The court emphasized the importance of parliamentary approval.

“The requirement that international business contracts to which the Government is a party should be approved by Parliament has a purpose and it should be made clear to Government and its partners that non-compliance with the requirement, directly or indirectly, will have consequences. We are accordingly inclined to the view that, where article 181(5) has been breached, a restitutionary remedy would be in conflict with the Constitution and therefore not available.”

Conclusion and subsequent review

The Court therefore concluded that it was unconstitutional for Government to pay Waterville for work it did prior to the conclusion of the terminated agreements.

“The 2nd defendant (Waterville) is thus obliged to return all monies paid to it pursuant to the transaction. The settlement, pursuant to which the monies were paid, was founded on an unconstitutional act and should be treated as null and void. It is obvious that the agreements of 26th April never became operative and even if they had become effective they would have been null and void if not approved by Parliament.”

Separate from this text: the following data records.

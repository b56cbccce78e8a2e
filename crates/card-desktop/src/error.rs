//! Error types
//!
//! Card operations themselves never fail: bad geometry is clamped and stale
//! ids are ignored. Errors only surface when loading configuration and when a
//! caller explicitly asks the store to audit its invariants.

use std::path::PathBuf;
use thiserror::Error;

use crate::card::CardId;

/// Failure while loading or validating an [`EngineConfig`](crate::EngineConfig)
#[derive(Debug, Error)]
pub enum ConfigError {
    /// The config file could not be read
    #[error("failed to read config file {path}: {source}")]
    Io {
        path: PathBuf,
        #[source]
        source: std::io::Error,
    },
    /// The config file is not valid TOML for the expected schema
    #[error("failed to parse config: {0}")]
    Parse(#[from] toml::de::Error),
    /// A value parsed correctly but is out of range
    #[error("invalid config value `{field}`: {reason}")]
    Invalid {
        field: &'static str,
        reason: String,
    },
}

/// A broken card store invariant, reported by
/// [`CardStore::check_invariants`](crate::CardStore::check_invariants)
#[derive(Debug, Clone, PartialEq, Error)]
pub enum InvariantViolation {
    #[error("cards {first} and {second} share z-index {z_index}")]
    DuplicateZIndex {
        first: CardId,
        second: CardId,
        z_index: u32,
    },
    #[error("card {card_id} has z-index {z_index} outside its {expected} band")]
    WrongBand {
        card_id: CardId,
        z_index: u32,
        expected: &'static str,
    },
    #[error("card {card_id} dimensions {width}x{height} violate its size constraints")]
    SizeOutOfBounds {
        card_id: CardId,
        width: f32,
        height: f32,
    },
    #[error("card {card_id} at ({x}, {y}) does not intersect the usable viewport")]
    OffViewport { card_id: CardId, x: f32, y: f32 },
    #[error("card {card_id} left normal mode without a snapshot")]
    MissingSnapshot { card_id: CardId },
    #[error("normal card {card_id} still carries a snapshot")]
    StaleSnapshot { card_id: CardId },
}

On businessman Alfred Woyome, the court said since he was not a party to the international agreement, it could not apply its decision in relation to him unless it was demonstrated that he benefited from the agreement by way of work done before the agreements became operative but connected to it. It added that the High Court was the proper forum to determine whether there was a contract between Woyome and the Government such that either could enforce it.

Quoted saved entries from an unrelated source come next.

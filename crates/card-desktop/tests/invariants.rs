//! Property tests for the card store and engine.
//!
//! Random pointer and command streams are run against the public API and the
//! collection-wide guarantees are checked after every step.

use card_desktop::{
    Band, CardConfig, CardEngine, CardKind, CardStore, EngineConfig, GroupBy, Size, Vec2,
};
use proptest::prelude::*;

fn engine() -> CardEngine {
    let mut engine = CardEngine::new(EngineConfig::default());
    engine.init(1200.0, 800.0);
    engine
}

fn store() -> CardStore {
    let mut store = CardStore::new(EngineConfig::default());
    store.set_viewport(1200.0, 800.0);
    store
}

fn open(store: &mut CardStore, x: f32, y: f32, w: f32, h: f32) -> u64 {
    store.add_card(
        CardConfig::new(CardKind::Message)
            .with_position(Vec2::new(x, y))
            .with_size(Size::new(w, h)),
    )
}

#[derive(Debug, Clone)]
enum Op {
    Open { x: f32, y: f32 },
    Close(usize),
    Focus(usize),
    Minimize(usize),
    Maximize(usize),
    Restore(usize),
    DragTo(usize, f32, f32),
    ResizeTo(usize, f32, f32),
    TileAll,
    StackBy(GroupBy),
    MinimizeAll,
    RestoreAll,
    Viewport(f32, f32),
}

fn op_strategy() -> impl Strategy<Value = Op> {
    let coord = -3000.0f32..3000.0;
    prop_oneof![
        3 => (coord.clone(), coord.clone()).prop_map(|(x, y)| Op::Open { x, y }),
        1 => any::<usize>().prop_map(Op::Close),
        3 => any::<usize>().prop_map(Op::Focus),
        2 => any::<usize>().prop_map(Op::Minimize),
        2 => any::<usize>().prop_map(Op::Maximize),
        2 => any::<usize>().prop_map(Op::Restore),
        3 => (any::<usize>(), coord.clone(), coord.clone()).prop_map(|(i, x, y)| Op::DragTo(i, x, y)),
        2 => (any::<usize>(), -100.0f32..4000.0, -100.0f32..4000.0).prop_map(|(i, w, h)| Op::ResizeTo(i, w, h)),
        1 => Just(Op::TileAll),
        1 => prop_oneof![
            Just(GroupBy::Priority),
            Just(GroupBy::Type),
            Just(GroupBy::Provider),
        ]
        .prop_map(Op::StackBy),
        1 => Just(Op::MinimizeAll),
        1 => Just(Op::RestoreAll),
        1 => (800.0f32..2000.0, 600.0f32..1200.0).prop_map(|(w, h)| Op::Viewport(w, h)),
    ]
}

fn pick(engine: &CardEngine, index: usize) -> Option<u64> {
    let cards = engine.cards();
    if cards.is_empty() {
        None
    } else {
        Some(cards[index % cards.len()].id)
    }
}

fn apply(engine: &mut CardEngine, op: &Op) {
    match *op {
        Op::Open { x, y } => {
            engine.open_card(CardConfig::new(CardKind::Appointment).with_position(Vec2::new(x, y)));
        }
        Op::Close(i) => {
            if let Some(id) = pick(engine, i) {
                engine.on_close(id);
            }
        }
        Op::Focus(i) => {
            if let Some(id) = pick(engine, i) {
                engine.on_focus(id);
            }
        }
        Op::Minimize(i) => {
            if let Some(id) = pick(engine, i) {
                engine.on_minimize(id);
            }
        }
        Op::Maximize(i) => {
            if let Some(id) = pick(engine, i) {
                engine.on_maximize(id);
            }
        }
        Op::Restore(i) => {
            if let Some(id) = pick(engine, i) {
                engine.on_restore(id);
            }
        }
        Op::DragTo(i, x, y) => {
            if let Some(id) = pick(engine, i) {
                engine.on_drag_to(id, Vec2::new(x, y));
            }
        }
        Op::ResizeTo(i, w, h) => {
            if let Some(id) = pick(engine, i) {
                engine.on_resize_to(id, Size::new(w, h));
            }
        }
        Op::TileAll => engine.tile_all(),
        Op::StackBy(group_by) => engine.stack_by(group_by),
        Op::MinimizeAll => engine.minimize_all(),
        Op::RestoreAll => engine.restore_all(),
        Op::Viewport(w, h) => engine.set_viewport(w, h),
    }
}

proptest! {
    #![proptest_config(ProptestConfig::with_cases(48))]

    #[test]
    fn random_command_streams_preserve_invariants(ops in prop::collection::vec(op_strategy(), 1..80)) {
        let mut engine = engine();
        for op in &ops {
            apply(&mut engine, op);
            if let Err(violation) = engine.store.check_invariants() {
                panic!("after {op:?}: {violation}");
            }
        }
    }

    #[test]
    fn drag_sequences_stay_inside_usable_viewport(
        moves in prop::collection::vec((-5000.0f32..5000.0, -5000.0f32..5000.0), 1..40),
    ) {
        let mut engine = engine();
        engine.open_card(
            CardConfig::new(CardKind::Appointment)
                .with_position(Vec2::new(100.0, 100.0))
                .with_size(Size::new(400.0, 300.0)),
        );
        engine.handle_pointer_down(200.0, 116.0);

        let usable = engine.viewport().usable_rect();
        for (x, y) in moves {
            engine.handle_pointer_move(x, y);
            let card = &engine.cards()[0];
            let rect = card.rect();
            prop_assert!(
                rect.x >= usable.x
                    && rect.y >= usable.y
                    && rect.right() <= usable.right()
                    && rect.bottom() <= usable.bottom(),
                "{:?} escaped {:?}",
                rect,
                usable
            );
        }
    }

    #[test]
    fn resize_sequences_respect_bounds(
        handle in prop::sample::select(vec!["n", "s", "e", "w", "ne", "nw", "se", "sw"]),
        moves in prop::collection::vec((-3000.0f32..3000.0, -3000.0f32..3000.0), 1..40),
    ) {
        let mut engine = engine();
        let id = engine.open_card(
            CardConfig::new(CardKind::LabResult)
                .with_position(Vec2::new(300.0, 200.0))
                .with_size(Size::new(400.0, 300.0)),
        );
        engine.start_resize_drag(id, handle, 500.0, 350.0);

        for (x, y) in moves {
            engine.handle_pointer_move(x, y);
            let card = engine.card(id).unwrap();
            let bounds = card.constraints.resolve();
            prop_assert!(bounds.contains(card.dimensions), "{:?} outside bounds", card.dimensions);
            prop_assert!(engine.viewport().intersects_usable(&card.rect()));
        }
    }

    #[test]
    fn focus_tops_its_band(
        count in 2usize..8,
        maximized in prop::collection::vec(any::<bool>(), 8),
        steps in prop::collection::vec((0u8..3, 0usize..8), 1..30),
    ) {
        let mut store = store();
        let ids: Vec<u64> = (0..count)
            .map(|i| open(&mut store, 40.0 * i as f32, 100.0, 400.0, 300.0))
            .collect();
        for (&id, &max) in ids.iter().zip(&maximized) {
            if max {
                store.maximize(id);
            }
        }

        for (action, index) in steps {
            let id = ids[index % count];
            match action {
                0 => {
                    store.minimize(id);
                    continue;
                }
                1 => {
                    store.expand(id);
                    continue;
                }
                _ => store.focus(id),
            };

            let card = store.get(id).unwrap();
            if card.is_minimized() {
                continue;
            }
            let band = store.allocator().band_of(card.z_index).unwrap();
            for other in store.cards().iter().filter(|c| c.id != id) {
                let other_band = store.allocator().band_of(other.z_index).unwrap();
                if other_band <= band {
                    prop_assert!(card.z_index > other.z_index);
                }
            }
            if !store.cards().iter().any(|c| c.is_maximized()) {
                prop_assert_eq!(store.focused(), Some(id));
            }
        }
        prop_assert!(store.check_invariants().is_ok());
    }

    #[test]
    fn minimize_then_restore_is_identity(
        x in -2000.0f32..2000.0,
        y in -2000.0f32..2000.0,
        w in 100.0f32..2000.0,
        h in 100.0f32..2000.0,
        maximize_first in any::<bool>(),
        others in 0usize..4,
    ) {
        let mut store = store();
        for i in 0..others {
            let other = open(&mut store, 10.0 * i as f32, 100.0, 300.0, 250.0);
            store.minimize(other);
        }
        let id = open(&mut store, x, y, w, h);
        let before = store.get(id).unwrap().clone();

        if maximize_first {
            store.maximize(id);
        }
        store.minimize(id);
        store.expand(id);

        let after = store.get(id).unwrap();
        prop_assert_eq!(after.position, before.position);
        prop_assert_eq!(after.dimensions, before.dimensions);
        prop_assert!(store.allocator().contains(Band::Expanded, after.z_index));
    }

    #[test]
    fn tiling_never_overlaps(
        positions in prop::collection::vec((-500.0f32..1500.0, -500.0f32..1500.0), 1..7),
        width in 1400.0f32..2500.0,
        height in 1000.0f32..1400.0,
    ) {
        let mut store = store();
        store.set_viewport(width, height);
        for &(x, y) in &positions {
            store.add_card(CardConfig::new(CardKind::Diagnosis).with_position(Vec2::new(x, y)));
        }
        store.tile_all();

        let cards = store.cards();
        prop_assert_eq!(cards.len(), positions.len());
        for (i, a) in cards.iter().enumerate() {
            for b in &cards[i + 1..] {
                prop_assert!(!a.rect().intersects(&b.rect()), "{:?} overlaps {:?}", a.rect(), b.rect());
                prop_assert_ne!(a.position, b.position);
            }
        }
        prop_assert!(store.check_invariants().is_ok());
    }
}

Martin Amidu was however not satisfied with this conclusion as he believed the court could have equally compelled Alfred Woyome to refund the money rather than take the view that it was a matter to be litigated at the High Court as was already underway.

The Supreme Court ruled that all Mr. Woyome’s claims premised on the two agreements between Ghana and Waterville needed parliamentary approval. It explained that any transaction between Waterville, Woyome (acting through foreign registered Austro-Invest) to obtain loans for the stadia projects constitute an international transaction.

Attorney-General’s recoveries since 2014

The Attorney-General has since filed multiple legal processes in an attempt to seize cash contained in the businessman’s bank accounts and also sold some properties belonging to him. The sold properties included two houses at Trasacco Valley estates and one at Kpehe in Accra.

The Auctioneer however, could not find a buyer for the properties. He therefore applied to the National Security to consider purchasing the Trasacco properties. The National Security paid 8,350,000 cedis and 5,500,000 for the properties. The first had a market value of 11,099,000(11 million, ninety-nine thousand cedis) and a Forced sale value of 7,769,000 cedis (Seven million, seven hundred and sixty-nine thousand cedis).

The second had a market value of 6,407,000 (six million, four hundred and seven thousand cedis) and a forced sale value of 4,485,000 (four million, four hundred and eighty five thousand cedis).

One Mrs. Nellie Ekpi Woyome has meanwhile filed a claim of interest in the Kpehe property. This is still pending with the state’s total recoveries standing at 18,516,801 (Eighteen million, five hundred and sixteen thousand cedis, eight hundred and one cedis). The Office of Attorney-General says it is following various leads to retrieve the outstanding amounts.